From inputs like these, the engineer should decide and document: the **target** size the budget's
headline number is anchored to, any **secondary/warning** band, whether larger sizes are tracked as a
**scaling** check (linear-growth, not pass/fail), and — importantly — the DOM **shape**, not just a
node count (realistic depth/breadth, plus variants for known-expensive cases like iframe-heavy or
color-contrast-heavy pages). Every ceiling in Dimensions C and D below is then stated *per this
reference*, with per-rule budgets normalized to a per-node cost (e.g. ms / 1,000 nodes) so they stay
fixture-independent.

## Candidate budget dimensions to evaluate

A menu for the engineer to assess and recommend from — not a committed scope.

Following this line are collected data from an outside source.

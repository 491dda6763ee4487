pub mod registry;
pub mod validators;

pub use registry::{DirectiveSpec, RoleSpec, RstObjectSpec, Spec, SPEC_VERSION};
pub use validators::{InvalidOptionValue, PrimitiveType};
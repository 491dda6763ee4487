//! `extracts-*.yaml`: reusable content fragments (spec §4.5), grounded
//! on the original implementation's `gizaparser/extracts.py`.

use std::collections::HashMap;

use serde::{Deserialize, Serialize};

use crate::ast::{Node, NodeData, Options, Span};
use crate::diagnostic::Diagnostic;
use crate::fileid::FileId;
use crate::page::Page;

use super::entry::{substitute_text, GizaBase, GizaNode, Inherit};
use super::parse_embedded_block;

#[derive(Debug, Clone, Default, Serialize, Deserialize)]
pub struct Extract {
    #[serde(flatten)]
    pub base: GizaBase,
    pub heading: Option<String>,
    pub content: Option<String>,
    pub only: Option<String>,
}

impl Extract {
    fn render(&self) -> Vec<Node> {
        let mut children = Vec::new();
        if let Some(heading) = &self.heading {
            children.push(Node::new(
                Span::new(self.base.line),
                NodeData::Heading {
                    children: parse_embedded_block(heading, self.base.line),
                    id: String::new(),
                },
            ));
        }
        if let Some(content) = &self.content {
            children.extend(parse_embedded_block(content, self.base.line));
        }
        children
    }
}

impl GizaNode for Extract {
    fn ref_id(&self) -> Option<&str> {
        self.base.ref_id.as_deref()
    }
    fn line(&self) -> u32 {
        self.base.line
    }
    fn source(&self) -> Option<&Inherit> {
        self.base.source.as_ref()
    }
    fn replacement(&self) -> &HashMap<String, String> {
        &self.base.replacement
    }
    fn inherit_from(&mut self, parent: &Self) {
        if self.heading.is_none() {
            self.heading = parent.heading.clone();
        }
        if self.content.is_none() {
            self.content = parent.content.clone();
        }
        if self.only.is_none() {
            self.only = parent.only.clone();
        }
        let mut merged = parent.base.replacement.clone();
        merged.extend(self.base.replacement.clone());
        self.base.replacement = merged;
    }
    fn apply_substitutions(&mut self, diagnostics: &mut Vec<Diagnostic>) {
        let repl = &self.base.replacement;
        if let Some(v) = &self.content {
            self.content = Some(substitute_text(v, repl, diagnostics, self.base.line));
        }
        if let Some(v) = &self.heading {
            self.heading = Some(substitute_text(v, repl, diagnostics, self.base.line));
        }
    }
}

/// Synthesizes one page per extract whose `ref` doesn't start with
/// `_` (an underscore-prefixed ref marks a private base for
/// inheritance only), matching `GizaExtractsCategory._generate_pages`.
pub fn extracts_to_pages(source_fileid: &FileId, extracts: &[Extract], text: &str) -> Vec<Page> {
    extracts
        .iter()
        .filter_map(|extract| {
            let ref_id = extract.base.ref_id.as_deref()?;
            if ref_id.starts_with('_') {
                return None;
            }
            let output_name = format!("{ref_id}.rst");
            let directive = Node::new(
                Span::new(extract.base.line),
                NodeData::Directive {
                    children: extract.render(),
                    domain: String::new(),
                    name: "extract".to_string(),
                    argument: vec![],
                    options: Options::new(),
                },
            );
            let root = Node::new(
                Span::new(0),
                NodeData::Root {
                    children: vec![directive],
                    options: Options::new(),
                    fileid: source_fileid.clone(),
                },
            );
            let mut page = Page::create(source_fileid.clone(), output_name, text.to_string(), root);
            page.category = Some("extracts".to_string());
            Some(page)
        })
        .collect()
}

#[cfg(test)]
mod tests {
    use super::*;

    #[test]
    fn underscore_prefixed_ref_produces_no_page() {
        let extract = Extract {
            base: GizaBase {
                ref_id: Some("_private".to_string()),
                ..Default::default()
            },
            ..Default::default()
        };
        let pages = extracts_to_pages(&FileId::new("extracts-x.yaml"), &[extract], "");
        assert!(pages.is_empty());
    }

    #[test]
    fn visible_ref_produces_one_page() {
        let extract = Extract {
            base: GizaBase {
                ref_id: Some("public".to_string()),
                ..Default::default()
            },
            content: Some("hi".to_string()),
            ..Default::default()
        };
        let pages = extracts_to_pages(&FileId::new("extracts-x.yaml"), &[extract], "");
        assert_eq!(pages.len(), 1);
        assert_eq!(pages[0].output_filename, "public.rst");
    }
}
//! The postprocessing stage (spec §4.7): resolves includes, targets,
//! and refs across the whole page set, then assembles the toctree and
//! breadcrumb metadata. Grounded on the original implementation's
//! `postprocess.py`.
//!
//! Python drives this with an event parser: a list of listener
//! callbacks invoked as a single tree-walk visits every node. Per the
//! redesign guidance (spec §9), this is reorganized into a short,
//! explicit pipeline of plain passes over the page map, each one doing
//! its own walk — easier to follow and to test in isolation, at the
//! cost of a few extra traversals of trees that are cheap to walk.

pub mod passes;

use std::collections::{HashMap, HashSet};

use serde::{Deserialize, Serialize};

use crate::ast::{Node, NodeData};
use crate::diagnostic::Diagnostic;
use crate::fileid::FileId;
use crate::page::Page;
use crate::target::TargetDatabase;

pub use passes::clean_slug;

#[derive(Debug, Clone, Serialize, Deserialize, Default, PartialEq)]
pub struct ToctreeOptions {
    pub drawer: bool,
}

#[derive(Debug, Clone, Serialize, Deserialize, Default)]
pub struct ToctreeNode {
    #[serde(skip_serializing_if = "Option::is_none")]
    pub title: Option<Vec<Node>>,
    #[serde(skip_serializing_if = "Option::is_none")]
    pub slug: Option<String>,
    #[serde(skip_serializing_if = "Option::is_none")]
    pub url: Option<String>,
    pub children: Vec<ToctreeNode>,
    #[serde(skip_serializing_if = "Option::is_none")]
    pub options: Option<ToctreeOptions>,
}

#[derive(Debug, Clone, Serialize, Deserialize, Default)]
pub struct MetadataDocument {
    pub title: String,
    pub slug_to_title: HashMap<String, Vec<Node>>,
    pub toctree: ToctreeNode,
    pub toctree_order: Vec<String>,
    pub parent_paths: HashMap<String, Vec<String>>,
}

/// The parts of project configuration the postprocessor needs. Kept
/// narrow rather than taking the whole `ProjectConfig` so this module
/// can be tested without constructing one.
pub struct PostprocessConfig {
    pub title: String,
    pub toc_landing_pages: HashSet<String>,
}

/// `contents` if the project has that page, else `index`, matching
/// the original implementation's root-page fallback.
fn root_slug(slug_fileid: &HashMap<String, FileId>) -> String {
    if slug_fileid.contains_key("contents") {
        "contents".to_string()
    } else {
        "index".to_string()
    }
}

pub struct Postprocessor {
    config: PostprocessConfig,
}

impl Postprocessor {
    pub fn new(config: PostprocessConfig) -> Self {
        Postprocessor { config }
    }

    /// Runs every pass over `pages` in order, returning the assembled
    /// metadata document and any diagnostics raised along the way.
    /// `targets` is cleared of local definitions and reseeded from
    /// `pages` on every run, matching `copy_clean_slate`'s purpose: a
    /// stale definition from a since-deleted page must not survive.
    pub fn run(
        &self,
        pages: &mut HashMap<FileId, Page>,
        targets: &TargetDatabase,
    ) -> (MetadataDocument, HashMap<FileId, Vec<Diagnostic>>) {
        passes::populate_include_nodes(pages);

        let slug_fileid = passes::build_slug_fileid_mapping(pages);
        let slug_to_title = passes::build_slug_title_mapping(pages);

        for (fileid, page) in pages.iter() {
            if let NodeData::Root { children, .. } = &page.ast.data {
                passes::resolve_label_targets(children, fileid, targets);
            }
        }

        let mut diagnostics = passes::handle_refs(pages, targets);

        let (toctree, toctree_order, parent_paths) =
            build_toctree(pages, &slug_fileid, &slug_to_title, &self.config);

        let metadata = MetadataDocument {
            title: self.config.title.clone(),
            slug_to_title,
            toctree,
            toctree_order,
            parent_paths,
        };
        (metadata, diagnostics)
    }
}

fn find_toctree_entries(node: &Node, out: &mut Vec<crate::ast::TocTreeDirectiveEntry>) {
    if let NodeData::TocTreeDirective { entries, .. } = &node.data {
        out.extend(entries.iter().cloned());
    }
    for child in node.children() {
        find_toctree_entries(child, out);
    }
}

/// Recursively assembles the toctree from the root page's `toctree`
/// directives, matching the original implementation's `build_toctree`.
/// Cycles (a page transitively including itself) are broken by the
/// `visited` set rather than erroring, since a toctree is a navigation
/// aid, not a correctness-critical structure.
#[allow(clippy::too_many_arguments)]
fn build_toctree_node(
    slug: &str,
    pages: &HashMap<FileId, Page>,
    slug_fileid: &HashMap<String, FileId>,
    slug_to_title: &HashMap<String, Vec<Node>>,
    toc_landing_pages: &HashSet<String>,
    visited: &mut HashSet<String>,
    order: &mut Vec<String>,
    parent_paths: &mut HashMap<String, Vec<String>>,
    ancestors: &[String],
) -> ToctreeNode {
    order.push(slug.to_string());
    parent_paths.insert(slug.to_string(), ancestors.to_vec());

    let mut children = Vec::new();
    if visited.insert(slug.to_string()) {
        if let Some(fileid) = slug_fileid.get(slug) {
            if let Some(page) = pages.get(fileid) {
                let mut entries = Vec::new();
                find_toctree_entries(&page.ast, &mut entries);

                let mut child_ancestors = ancestors.to_vec();
                child_ancestors.push(slug.to_string());

                for entry in entries {
                    if let Some(url) = entry.url {
                        children.push(ToctreeNode {
                            title: entry.title,
                            slug: None,
                            url: Some(url),
                            children: vec![],
                            options: None,
                        });
                    } else if let Some(child_slug) = entry.slug {
                        let clean = clean_slug(&child_slug);
                        let child = build_toctree_node(
                            &clean,
                            pages,
                            slug_fileid,
                            slug_to_title,
                            toc_landing_pages,
                            visited,
                            order,
                            parent_paths,
                            &child_ancestors,
                        );
                        children.push(child);
                    }
                }
            }
        }
    }

    let options = Some(ToctreeOptions {
        drawer: !toc_landing_pages.contains(slug),
    });

    ToctreeNode {
        title: slug_to_title.get(slug).cloned(),
        slug: Some(slug.to_string()),
        url: None,
        children,
        options,
    }
}

fn build_toctree(
    pages: &HashMap<FileId, Page>,
    slug_fileid: &HashMap<String, FileId>,
    slug_to_title: &HashMap<String, Vec<Node>>,
    config: &PostprocessConfig,
) -> (ToctreeNode, Vec<String>, HashMap<String, Vec<String>>) {
    let mut visited = HashSet::new();
    let mut order = Vec::new();
    let mut parent_paths = HashMap::new();

    let mut root = build_toctree_node(
        &root_slug(slug_fileid),
        pages,
        slug_fileid,
        slug_to_title,
        &config.toc_landing_pages,
        &mut visited,
        &mut order,
        &mut parent_paths,
        &[],
    );
    root.title = Some(vec![Node::new(
        crate::ast::Span::new(0),
        NodeData::Text {
            value: config.title.clone(),
        },
    )]);
    root.slug = Some("/".to_string());
    root.options = None;
    parent_paths.insert("/".to_string(), vec![]);

    (root, order, parent_paths)
}

#[cfg(test)]
mod tests {
    use super::*;
    use crate::ast::{Options, Span, TocTreeDirectiveEntry};

    fn page_with_toctree(fileid: FileId, entries: Vec<TocTreeDirectiveEntry>) -> Page {
        let toctree = Node::new(
            Span::new(1),
            NodeData::TocTreeDirective {
                children: vec![],
                domain: String::new(),
                name: "toctree".to_string(),
                argument: vec![],
                options: Options::new(),
                entries,
            },
        );
        let root = Node::new(
            Span::new(0),
            NodeData::Root {
                children: vec![toctree],
                options: Options::new(),
                fileid: fileid.clone(),
            },
        );
        Page::create(fileid, "page.html", String::new(), root)
    }

    fn leaf_page(fileid: FileId) -> Page {
        let root = Node::new(
            Span::new(0),
            NodeData::Root {
                children: vec![],
                options: Options::new(),
                fileid: fileid.clone(),
            },
        );
        Page::create(fileid, "page.html", String::new(), root)
    }

    #[test]
    fn toctree_assembles_nested_slugs_and_urls() {
        let mut pages = HashMap::new();
        pages.insert(
            FileId::new("index.txt"),
            page_with_toctree(
                FileId::new("index.txt"),
                vec![
                    TocTreeDirectiveEntry {
                        title: None,
                        url: None,
                        slug: Some("/page1".to_string()),
                    },
                    TocTreeDirectiveEntry {
                        title: Some(vec![Node::new(Span::new(1), NodeData::Text { value: "Extern".into() })]),
                        url: Some("https://example.com".to_string()),
                        slug: None,
                    },
                ],
            ),
        );
        pages.insert(FileId::new("page1.txt"), leaf_page(FileId::new("page1.txt")));

        let slug_fileid = passes::build_slug_fileid_mapping(&pages);
        let mut slug_to_title = HashMap::new();
        slug_to_title.insert(
            "page1".to_string(),
            vec![Node::new(Span::new(1), NodeData::Text { value: "Page One".into() })],
        );

        let config = PostprocessConfig {
            title: "My Project".to_string(),
            toc_landing_pages: HashSet::from(["page1".to_string()]),
        };

        let (toctree, order, parent_paths) = build_toctree(&pages, &slug_fileid, &slug_to_title, &config);

        assert_eq!(toctree.slug.as_deref(), Some("/"));
        assert_eq!(toctree.children.len(), 2);
        assert_eq!(toctree.children[0].slug.as_deref(), Some("page1"));
        assert_eq!(toctree.children[0].options.as_ref().unwrap().drawer, false);
        assert_eq!(toctree.children[1].url.as_deref(), Some("https://example.com"));
        assert!(order.contains(&"page1".to_string()));
        assert_eq!(parent_paths.get("page1").unwrap(), &vec!["index".to_string()]);
    }
}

Ordered roughly by
implementation realism, with the rough cost of eventual follow-up work flagged to inform
prioritization. Dimensions C and D would be expressed against the **Reference DOM profile** above.

| # | Dimension | Why it matters | How we'd measure it | New work |
|---|---|---|---|---|
| **A** | Minified bundle size (`axe.min.js`, English) | Lightest lift — `runBytesize()` already stats it in the build; a hard, consumer-facing payload number today (574,862 B). | Add a threshold check to `runBytesize()` (`postbuild.mjs:20-32`) that `assert`s against a committed ceiling — directly mirroring `assertEsbuildImportLimits()` (`esbuild-core.mjs:26-40`), which already fails the build the same way. Failing `npm run build` auto-gates the CI `build` job. | Threshold file + assert. **Small.** |
| **B** | Gzipped bundle size | Real-world delivery cost; raw bytes overstate network impact. | gzip the built `axe.min.js` inside `runBytesize()`, compare to ceiling. | gzip step (no gzip/brotli sizing exists today). **Small.** |
| **C** | Cold-run wall-clock on the reference DOM | The metric consumers actually feel. The headline budget is the total `axe` time on the chosen target page; any secondary/stress bands the engineer defines are tracked too (larger ones as a scaling check against the documented >50K pain, `API.md:962-970`). | Build the reference fixtures, run `axe.run({ performanceTimer: true })`, capture the total `axe` measure per band. Browser harness can reuse `test/wtr.config.mjs`; Node path can reuse the JSDOM job. | Fixtures + runnable harness + structured metric export. **Medium–large** — the flagship investment. |
| **D** | Per-rule time ceiling (per-node, anchored to the reference) | Catches a regression in *one* rule (historical hot spots: color-contrast, td-has-headers) before total time blows up. Granularity already exists. | Parse `rule_[ruleId]` measures from a reference run; assert each stays under a per-node ceiling (e.g. ms / 1,000 nodes) normalized to the reference so it's fixture-independent. Node counts already logged (`rule.js:382-387`). | Structured export (Gap 1) + per-rule baseline table. **Medium**; depends on C's harness. |
| **E** | Memory / peak heap | Catches allocation regressions invisible to wall-clock. | No existing hook. | Fully net-new. **Defer — out of scope for v1.** |

**A plausible phasing the proposal might recommend:** **A** first (near-free, immediate value), **B**
alongside it, then **C** as the flagship runtime budget, with **D** layered on once a harness emits
structured metrics. **E** deferred.

## Enforcement options to consider

Background on *where* enforcement could eventually live, to inform the proposal's recommendation —
implementing it is follow-up work, not part of this issue.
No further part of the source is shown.